Claude Goasguen est intervenu lors du colloque organisé, le 24 mai à l'Assemblée nationale, par les fédérations d'enseignement supérieur associatif, sur le thème du financement.
"L’enseignement supérieur privé
s’inscrit dans une profonde réforme du monde de
l’enseignement supérieur dans son ensemble. Nous nous
orientons vers une fusion des systèmes, avec des
différenciations internes. La loi sur les universités
que nous avons votée, aux côtés de
Valérie Pécresse, sans difficulté,
transforme profondément notre système universitaire.
Elle crée l’autonomie des établissements
universitaires. Il s’agit d’une révolution pour les
universités françaises, qui s’étaient
limitées, jusqu'alors, à une vision juridique de
l’autonomie. Celle-ci, dans sa nouvelle acception, fait partie du
substrat politique que le Président de la République a
souhaité donner à son système universitaire, et
nous ne l’abandonnerons pas.
Ce paysage remodelé appellera
des changements dans le financement des établissements.
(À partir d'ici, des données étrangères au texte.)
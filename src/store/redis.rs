//! Redis-backed coordination store adapter (command mapping and interface stubs).

use super::{CoordinationStore, Subscription};
use crate::core::{ExecutionHandle, SchedulerError};

/// Redis store adapter placeholder.
///
/// Holds the target address and documents the command mapping for each store
/// primitive; every operation reports the store as unavailable until the
/// adapter is wired to a Redis client. A scheduler constructed over this
/// backend therefore fails fast with [`SchedulerError::StoreUnavailable`],
/// which is the required behavior for an unreachable store.
pub struct RedisStore {
    addr: String,
}

impl RedisStore {
    /// Create a new adapter targeting `addr` (for example `"redis:6379"`).
    pub fn new(addr: impl Into<String>) -> Self {
        Self { addr: addr.into() }
    }

    /// Address this adapter targets.
    #[must_use]
    pub fn addr(&self) -> &str {
        &self.addr
    }

    /// Command templates for each store primitive.
    ///
    /// Handles travel as their JSON encoding. The reset runs inside a
    /// transaction so that no caller observes a half-filled queue.
    #[must_use]
    pub const fn commands() -> &'static [&'static str] {
        &[
            "MULTI; DEL <bucket>; RPUSH <bucket> <handle>...; EXEC",
            "LPOP <bucket>",
            "RPUSH <bucket> <handle>",
            "LLEN <bucket>",
            "PUBLISH <channel> ''",
            "SUBSCRIBE <channel>",
        ]
    }

    fn unavailable(&self) -> SchedulerError {
        SchedulerError::StoreUnavailable(format!(
            "redis store at {} not wired to a client",
            self.addr
        ))
    }
}

impl CoordinationStore for RedisStore {
    fn reset_queue(&self, _key: &str, _handles: &[ExecutionHandle]) -> Result<(), SchedulerError> {
        Err(self.unavailable())
    }

    fn pop_front(&self, _key: &str) -> Result<Option<ExecutionHandle>, SchedulerError> {
        Err(self.unavailable())
    }

    fn push_back(&self, _key: &str, _handle: ExecutionHandle) -> Result<(), SchedulerError> {
        Err(self.unavailable())
    }

    fn queue_len(&self, _key: &str) -> Result<usize, SchedulerError> {
        Err(self.unavailable())
    }

    fn publish(&self, _channel: &str) -> Result<(), SchedulerError> {
        Err(self.unavailable())
    }

    fn subscribe(&self, _channel: &str) -> Result<Box<dyn Subscription>, SchedulerError> {
        Err(self.unavailable())
    }
}
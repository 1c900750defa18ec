//! Telemetry helpers for structured logging and tracing.

/// Initialize tracing/telemetry. Users can install their own subscriber; this
/// helper installs a default env-based subscriber if none is set.
pub fn init_tracing() {
    if tracing::dispatcher::has_been_set() {
        return;
    }
    let _ = tracing_subscriber::fmt()
        .with_env_filter(tracing_subscriber::EnvFilter::from_default_env())
        .try_init();
}
use axum::{
    body::Bytes,
    extract::{Path, State},
    routing::get,
    Json, Router,
};
use serde::Serialize;

use crate::errors::ApiError;
use crate::services::message_service;
use crate::state::{AppState, Message};

/// Body returned by both save and find.
#[derive(Debug, Serialize)]
pub struct KeyedMessage {
    pub key: String,
    pub message: Message,
}

pub fn routes() -> Router<AppState> {
    Router::new().route("/:key", get(find_key).post(save_key))
}

//
// ─────────────────────────────────────────────────────────────
// POST /{key}
// Store {"value": ...} under key with a fresh timestamp
// ─────────────────────────────────────────────────────────────
//
pub(crate) async fn save_key(
    Path(key): Path<String>,
    State(state): State<AppState>,
    body: Bytes,
) -> Result<Json<KeyedMessage>, ApiError> {
    let message = Message::from_request_body(&body)?;
    let message = message_service::save(&state, &key, message).await?;
    Ok(Json(KeyedMessage { key, message }))
}

//
// ─────────────────────────────────────────────────────────────
// GET /{key}
// Return the stored message or 404
// ─────────────────────────────────────────────────────────────
//
async fn find_key(
    Path(key): Path<String>,
    State(state): State<AppState>,
) -> Result<Json<KeyedMessage>, ApiError> {
    let message = message_service::find(&state, &key).await?;
    Ok(Json(KeyedMessage { key, message }))
}
use std::collections::HashMap;
use std::sync::RwLock;
use std::time::{Duration, Instant};

use async_trait::async_trait;

use crate::errors::StoreError;
use crate::services::message_store::MessageStore;

/// A single entry with its expiry deadline.
#[derive(Debug, Clone)]
struct Entry {
    value: Vec<u8>,
    expires_at: Instant,
}

/// In-process store with lazy TTL expiry.
///
/// Expired entries are dropped the next time they are read.
#[derive(Debug, Default)]
pub struct MemoryStore {
    map: RwLock<HashMap<String, Entry>>,
}

impl MemoryStore {
    pub fn new() -> Self {
        Self::default()
    }

    /// Number of stored keys, expired or not.
    pub fn len(&self) -> usize {
        self.map.read().unwrap_or_else(|e| e.into_inner()).len()
    }

    pub fn is_empty(&self) -> bool {
        self.len() == 0
    }
}

#[async_trait]
impl MessageStore for MemoryStore {
    async fn ping(&self) -> Result<(), StoreError> {
        Ok(())
    }

    async fn set(&self, key: &str, value: Vec<u8>, ttl: Duration) -> Result<(), StoreError> {
        let expires_at = Instant::now()
            .checked_add(ttl)
            .ok_or(StoreError::InvalidTtl(ttl))?;
        let entry = Entry { value, expires_at };
        let mut map = self.map.write().unwrap_or_else(|e| e.into_inner());
        map.insert(key.to_string(), entry);
        Ok(())
    }

    async fn get(&self, key: &str) -> Result<Option<Vec<u8>>, StoreError> {
        {
            let map = self.map.read().unwrap_or_else(|e| e.into_inner());
            match map.get(key) {
                None => return Ok(None),
                Some(entry) if entry.expires_at > Instant::now() => {
                    return Ok(Some(entry.value.clone()))
                }
                Some(_) => {}
            }
        }

        let mut map = self.map.write().unwrap_or_else(|e| e.into_inner());
        if map
            .get(key)
            .is_some_and(|entry| entry.expires_at <= Instant::now())
        {
            map.remove(key);
        }
        Ok(None)
    }
}

#[cfg(test)]
mod tests {
    use super::*;

    #[tokio::test]
    async fn set_replaces_and_get_reads() {
        let store = MemoryStore::new();
        store.set("k", b"one".to_vec(), Duration::from_secs(60)).await.unwrap();
        store.set("k", b"two".to_vec(), Duration::from_secs(60)).await.unwrap();
        assert_eq!(store.get("k").await.unwrap(), Some(b"two".to_vec()));
        assert_eq!(store.get("other").await.unwrap(), None);
    }

    #[tokio::test]
    async fn expired_entries_are_absent_and_evicted() {
        let store = MemoryStore::new();
        store.set("k", b"v".to_vec(), Duration::from_millis(20)).await.unwrap();
        tokio::time::sleep(Duration::from_millis(50)).await;
        assert_eq!(store.get("k").await.unwrap(), None);
        assert!(store.is_empty());
    }

    #[tokio::test]
    async fn unrepresentable_ttl_is_an_error() {
        let store = MemoryStore::new();
        let err = store
            .set("k", b"v".to_vec(), Duration::from_secs(u64::MAX))
            .await
            .unwrap_err();
        assert!(matches!(err, StoreError::InvalidTtl(_)));
        assert!(store.is_empty());
    }

    #[test]
    fn len_survives_a_poisoned_lock() {
        let store = std::sync::Arc::new(MemoryStore::new());
        let poisoner = std::sync::Arc::clone(&store);
        let _ = std::thread::spawn(move || {
            let mut map = poisoner.map.write().unwrap();
            map.insert(
                "k".to_string(),
                Entry {
                    value: b"v".to_vec(),
                    expires_at: Instant::now() + Duration::from_secs(60),
                },
            );
            panic!("poison the lock");
        })
        .join();

        assert!(store.map.is_poisoned());
        assert_eq!(store.len(), 1);
    }

    #[tokio::test]
    async fn save_resets_expiration() {
        let store = MemoryStore::new();
        store.set("k", b"a".to_vec(), Duration::from_millis(300)).await.unwrap();
        tokio::time::sleep(Duration::from_millis(200)).await;
        store.set("k", b"b".to_vec(), Duration::from_millis(300)).await.unwrap();
        tokio::time::sleep(Duration::from_millis(200)).await;
        assert_eq!(store.get("k").await.unwrap(), Some(b"b".to_vec()));
    }
}
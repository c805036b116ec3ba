pub mod app;
pub mod config;
pub mod cors;
pub mod errors;
pub mod loadgen;
pub mod routes;
pub mod services;
pub mod shutdown;
pub mod state;
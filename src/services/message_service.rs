use crate::errors::ApiError;
use crate::state::{AppState, Message};

/// Stamp `message` with the current time and store it under `key` with
/// the configured expiration. Returns the message as stored.
pub async fn save(state: &AppState, key: &str, mut message: Message) -> Result<Message, ApiError> {
    message.stamp();
    let bytes = serde_json::to_vec(&message).map_err(ApiError::Encode)?;

    state.store.set(key, bytes, state.expiration).await?;
    tracing::debug!(key, timestamp = message.timestamp, "message saved");

    Ok(message)
}

/// Load the message stored under `key`.
pub async fn find(state: &AppState, key: &str) -> Result<Message, ApiError> {
    let bytes = state
        .store
        .get(key)
        .await?
        .ok_or_else(|| ApiError::NotFound {
            key: key.to_string(),
        })?;

    serde_json::from_slice(&bytes).map_err(ApiError::Corrupted)
}

#[cfg(test)]
mod tests {
    use super::*;
    use crate::services::memory_store::MemoryStore;
    use crate::services::message_store::MessageStore;
    use std::sync::Arc;
    use std::time::Duration;

    fn state_with(store: Arc<MemoryStore>) -> AppState {
        AppState::new(store, Duration::from_secs(60))
    }

    #[tokio::test]
    async fn save_then_find_returns_stamped_message() {
        let state = state_with(Arc::new(MemoryStore::new()));
        let saved = save(&state, "abc", Message::new("hello")).await.unwrap();
        assert!(saved.timestamp > 0);

        let found = find(&state, "abc").await.unwrap();
        assert_eq!(found, saved);
    }

    #[tokio::test]
    async fn find_missing_key_is_not_found() {
        let state = state_with(Arc::new(MemoryStore::new()));
        match find(&state, "nope").await {
            Err(ApiError::NotFound { key }) => assert_eq!(key, "nope"),
            other => panic!("unexpected: {:?}", other),
        }
    }

    #[tokio::test]
    async fn undecodable_value_is_corrupted() {
        let store = Arc::new(MemoryStore::new());
        store
            .set("bad", b"not json".to_vec(), Duration::from_secs(60))
            .await
            .unwrap();
        let state = state_with(store);
        assert!(matches!(
            find(&state, "bad").await,
            Err(ApiError::Corrupted(_))
        ));
    }
}
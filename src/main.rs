/*****************************************************************************************
 *
 *  message-service – HTTP message cache over Redis
 *  -----------------------------------------------
 *
 *  POST /{key} saves a timestamped message with a fixed expiration,
 *  GET /{key} reads it back, GET /health answers liveness probes.
 *
 *****************************************************************************************/

use std::sync::Arc;

use tokio::net::TcpListener;
use tracing_subscriber::FmtSubscriber;

use message_cache::app::{build_app, Timeouts};
use message_cache::config::{AppConfig, StoreBackend};
use message_cache::errors::ServiceError;
use message_cache::services::{MemoryStore, MessageStore, RedisStore};
use message_cache::shutdown::{os_signal, phase_channel, run_until_stopped};
use message_cache::state::AppState;

#[tokio::main]
async fn main() {
    if let Err(e) = run().await {
        tracing::error!("{}", e);
        eprintln!("message-service: {}", e);
        std::process::exit(1);
    }
}

async fn run() -> Result<(), ServiceError> {
    //
    // ────────────────────────────────────────────────────────
    //  Load configuration
    // ────────────────────────────────────────────────────────
    //
    let cfg = AppConfig::from_env()?;

    //
    // ────────────────────────────────────────────────────────
    //  Configure logging
    // ────────────────────────────────────────────────────────
    //
    let subscriber = FmtSubscriber::builder()
        .with_max_level(cfg.level_filter())
        .finish();

    if let Err(e) = tracing::subscriber::set_global_default(subscriber) {
        eprintln!("failed to set tracing subscriber: {}", e);
    }

    tracing::info!("Loaded configuration: {:?}", cfg);

    //
    // ────────────────────────────────────────────────────────
    //  Connect to the store and check it is alive
    // ────────────────────────────────────────────────────────
    //
    let store: Arc<dyn MessageStore> = match cfg.store_backend {
        StoreBackend::Redis => {
            let addr = cfg.redis_addr();
            let store = connect_redis(&addr).await?;
            tracing::info!("Connected with Redis server {:?}", addr);
            Arc::new(store)
        }
        StoreBackend::Memory => {
            tracing::warn!("Using in-memory store, data is lost on exit");
            Arc::new(MemoryStore::new())
        }
    };

    //
    // ────────────────────────────────────────────────────────
    //  Build Axum app
    // ────────────────────────────────────────────────────────
    //
    let state = AppState::new(store, cfg.message_ttl);
    let timeouts = Timeouts {
        read: cfg.read_timeout,
        write: cfg.write_timeout,
    };
    let app = build_app(state, timeouts);

    //
    // ────────────────────────────────────────────────────────
    //  Bind server and serve until a shutdown signal
    // ────────────────────────────────────────────────────────
    //
    let addr = std::net::SocketAddr::from(([0, 0, 0, 0], cfg.port));
    let listener = TcpListener::bind(addr)
        .await
        .map_err(|source| ServiceError::Bind { addr, source })?;

    let signal = os_signal().map_err(ServiceError::Signal)?;
    let (phase, _) = phase_channel();

    tracing::info!(
        "Listening and serving HTTP on {} (idle timeout {:?})",
        addr,
        cfg.idle_timeout
    );

    run_until_stopped(listener, app, signal, cfg.shutdown_grace, phase).await?;

    tracing::info!("Server stopped");
    Ok(())
}

async fn connect_redis(addr: &str) -> Result<RedisStore, ServiceError> {
    let unreachable = |source| ServiceError::StoreUnreachable {
        addr: addr.to_string(),
        source,
    };

    let store = RedisStore::connect(addr).await.map_err(unreachable)?;
    store.ping().await.map_err(unreachable)?;
    Ok(store)
}
pub mod message_routes;
pub mod system_routes;
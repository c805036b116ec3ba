use axum::{routing::get, Router};

use crate::routes::message_routes::save_key;
use crate::state::AppState;

/// `/health` shadows `/:key` in the router, so POST still has to reach
/// the save handler for the key `health`.
pub fn routes() -> Router<AppState> {
    Router::new().route("/health", get(health).post(save_key))
}

/// GET /health
///
/// Liveness only; never touches the store.
async fn health() -> &'static str {
    "ok"
}
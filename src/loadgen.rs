//! Load generator: many logical clients posting messages in a loop.
//!
//! Each client posts to one target, chosen by its index modulo the number
//! of targets, sleeps, and repeats until its first failure.

use std::sync::atomic::{AtomicUsize, Ordering};
use std::sync::Arc;
use std::time::Duration;

use clap::Parser;
use reqwest::{Client, StatusCode};

use crate::state::Message;

#[derive(Parser, Debug, Clone)]
#[command(name = "loadgen", about = "Post messages to the message service in a loop")]
pub struct LoadgenConfig {
    /// Base URLs of the service instances, comma separated.
    #[arg(
        long,
        value_delimiter = ',',
        default_value = "http://localhost:8080,http://localhost:8081"
    )]
    pub targets: Vec<String>,

    /// Path posted to on every target.
    #[arg(long, default_value = "/jsie")]
    pub path: String,

    /// Number of concurrent logical clients.
    #[arg(long, default_value_t = 200)]
    pub clients: usize,

    /// Pause between two requests of the same client.
    #[arg(long, default_value_t = 3000)]
    pub interval_ms: u64,

    /// Prefix of every posted value.
    #[arg(long, default_value = "Hello trendev")]
    pub message: String,
}

impl LoadgenConfig {
    /// Full URL client `index` posts to.
    pub fn target_for(&self, index: usize) -> String {
        let base = &self.targets[index % self.targets.len()];
        format!("{}{}", base.trim_end_matches('/'), self.path)
    }

    pub fn value_for(&self, index: usize) -> String {
        format!("{} - client#{:03}", self.message, index)
    }
}

/// Why a logical client stopped.
#[derive(Debug)]
pub enum ClientExit {
    Transport(reqwest::Error),
    Status(StatusCode),
}

impl std::fmt::Display for ClientExit {
    fn fmt(&self, f: &mut std::fmt::Formatter<'_>) -> std::fmt::Result {
        match self {
            ClientExit::Transport(e) => write!(f, "transport error: {}", e),
            ClientExit::Status(s) => write!(f, "unexpected status {}", s),
        }
    }
}

#[derive(Debug, Clone, Copy, PartialEq, Eq)]
pub struct LoadReport {
    pub clients: usize,
    pub terminated: usize,
    pub requests: usize,
}

/// Run one logical client until its first failed request.
///
/// Returns the number of successful requests alongside the failure.
pub async fn run_client(
    client: &Client,
    index: usize,
    url: &str,
    value: &str,
    interval: Duration,
    requests: &AtomicUsize,
) -> (usize, ClientExit) {
    tracing::info!("client#{:03} started", index);
    let mut sent = 0usize;

    loop {
        let body = Message::new(value);
        let exit = match client.post(url).json(&body).send().await {
            Err(e) => Some(ClientExit::Transport(e)),
            Ok(resp) if resp.status() != StatusCode::OK => Some(ClientExit::Status(resp.status())),
            Ok(_) => None,
        };
        requests.fetch_add(1, Ordering::Relaxed);

        if let Some(exit) = exit {
            tracing::warn!("request of client#{:03} failed ({}), client#{:03} is dead", index, exit, index);
            return (sent, exit);
        }

        sent += 1;
        tokio::time::sleep(interval).await;
    }
}

/// Spawn every logical client and wait for all of them to terminate.
pub async fn run(config: LoadgenConfig) -> LoadReport {
    let client = Client::new();
    let terminated = Arc::new(AtomicUsize::new(0));
    let requests = Arc::new(AtomicUsize::new(0));
    let interval = Duration::from_millis(config.interval_ms);

    if config.targets.is_empty() {
        tracing::error!("no targets configured");
        return LoadReport {
            clients: 0,
            terminated: 0,
            requests: 0,
        };
    }

    let mut handles = Vec::with_capacity(config.clients);
    for index in 0..config.clients {
        let client = client.clone();
        let terminated = Arc::clone(&terminated);
        let requests = Arc::clone(&requests);
        let url = config.target_for(index);
        let value = config.value_for(index);

        handles.push(tokio::spawn(async move {
            run_client(&client, index, &url, &value, interval, &requests).await;
            terminated.fetch_add(1, Ordering::Relaxed);
        }));
    }

    for handle in handles {
        if let Err(e) = handle.await {
            tracing::error!("client task panicked: {}", e);
        }
    }

    LoadReport {
        clients: config.clients,
        terminated: terminated.load(Ordering::Relaxed),
        requests: requests.load(Ordering::Relaxed),
    }
}
use clap::Parser;
use tracing_subscriber::EnvFilter;

use message_cache::loadgen::{self, LoadgenConfig};

#[tokio::main]
async fn main() {
    let filter = EnvFilter::try_from_default_env().unwrap_or_else(|_| EnvFilter::new("info"));
    tracing_subscriber::fmt().with_env_filter(filter).init();

    let config = LoadgenConfig::parse();
    tracing::info!(
        "starting {} clients against {:?}",
        config.clients,
        config.targets
    );

    let report = loadgen::run(config).await;

    tracing::info!(
        "load generator stopped: {}/{} clients dead after {} requests",
        report.terminated,
        report.clients,
        report.requests
    );
}
pub mod components;
pub mod events;
pub mod plugins;
pub mod resources;
pub mod systems;
pub mod utils;
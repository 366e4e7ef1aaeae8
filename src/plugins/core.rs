use bevy::prelude::*;
use leafwing_input_manager::prelude::*;

use crate::components::{CameraFollow, Player};
use crate::plugins::input::get_default_input_map;
use crate::plugins::navigation::NavigationSet;
use crate::resources::NavigationConfig;
use crate::systems::camera::camera_follow_system;

/// Marker for the camera used for picking and following the player.
#[derive(Component, Debug, Default)]
pub struct MainCamera;

pub struct CorePlugin;

impl Plugin for CorePlugin {
    fn build(&self, app: &mut App) {
        app.insert_resource(ClearColor(Color::srgb_u8(0x87, 0xCE, 0xFA)))
            .insert_resource(AmbientLight {
                color: Color::WHITE,
                brightness: 400.0,
            })
            .add_systems(Startup, (spawn_camera, spawn_lights))
            .add_systems(
                Update,
                (attach_camera_follow, camera_follow_system)
                    .chain()
                    .after(NavigationSet),
            );
    }
}

fn spawn_camera(mut commands: Commands, config: Res<NavigationConfig>) {
    commands.spawn((
        Camera3d::default(),
        Projection::Perspective(PerspectiveProjection {
            fov: 75.0_f32.to_radians(),
            ..default()
        }),
        Transform::from_translation(config.camera_offset()).looking_at(Vec3::ZERO, Vec3::Y),
        MainCamera,
        InputManagerBundle::with_map(get_default_input_map()),
    ));
}

fn spawn_lights(mut commands: Commands) {
    commands.spawn((
        DirectionalLight {
            illuminance: 8_000.0,
            shadows_enabled: true,
            ..default()
        },
        Transform::from_xyz(4.0, 10.0, 6.0).looking_at(Vec3::ZERO, Vec3::Y),
    ));
}

/// Points the main camera at the player once it exists.
fn attach_camera_follow(
    mut commands: Commands,
    players: Query<Entity, Added<Player>>,
    cameras: Query<Entity, With<MainCamera>>,
    config: Res<NavigationConfig>,
) {
    let Some(player) = players.iter().next() else { return };

    for camera in &cameras {
        commands.entity(camera).insert(CameraFollow {
            target: player,
            offset: config.camera_offset(),
        });
    }
}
Si la
notion d’autonomie n’implique pas, en soi, la concurrence, elle
suppose tout de même une émulation entre établissements.
L’enseignement supérieur privé bénéficie
d’une plasticité qui lui confère un avantage
important pour tirer parti de ces évolutions, compte tenu
notamment de la possibilité nouvelle de conclure des contrats
internes à un établissement. De plus, l’enseignement
supérieur privé a le mérite d’avoir compris
que l’on pouvait proposer des produits de qualité avec des
structures dont les coûts de fonctionnement sont beaucoup moins
lourds. Des enseignements importants en découlent, pour
l’ensemble du système universitaire.
Par ailleurs, nos universités ne
se tournent pas suffisamment vers l’innovation pédagogique.
Celle-ci constitue, à mes yeux, un des principaux champs de
développement de l’enseignement supérieur privé.
Outre le fait d’échapper à des revendications
systématiques en termes d’affectation de postes, celui-ci
pourra en effet tirer parti, par sa plus grande souplesse, de
nouvelles possibilités pédagogiques, à côté
du système traditionnel d’enseignement public. Enfin,
l’enseignement supérieur privé peut s’appuyer sur
une qualité d’insertion professionnelle unanimement
reconnue. Sur ces bases, un débat pourra s’engager, pourvu
que l’université publique accepte de discuter sérieusement
de formation professionnelle. Un métier est à inventer,
dans ce domaine, mais l’université publique s’y refuse. Il
vous reste à vous emparer du sujet. Il vous appartiendra
ensuite de défendre le principe d’une véritable
émulation entre plusieurs systèmes d’enseignement
supérieur, ce qui peut conduire à poser les questions
de crédit d’une façon nouvelle. Encore faut-il avoir
le courage d’engager ce débat, en reconnaissant, au passage,
que l’enseignement supérieur privé constitue une
source importante d’économies pour la collectivité.
Le Président de la Cour des Comptes l’a lui-même
reconnu dans un rapport récent.
Le moment est opportun pour engager ces
transformations. Le principe de l’autonomie des universités
est aujourd'hui acquis. Dès lors, la notion de contrat est
appelée à se diffuser, à tous les niveaux, et
les moments de crise présentent au moins l’avantage de
permettre d’aborder toutes les questions, sans faux-semblant."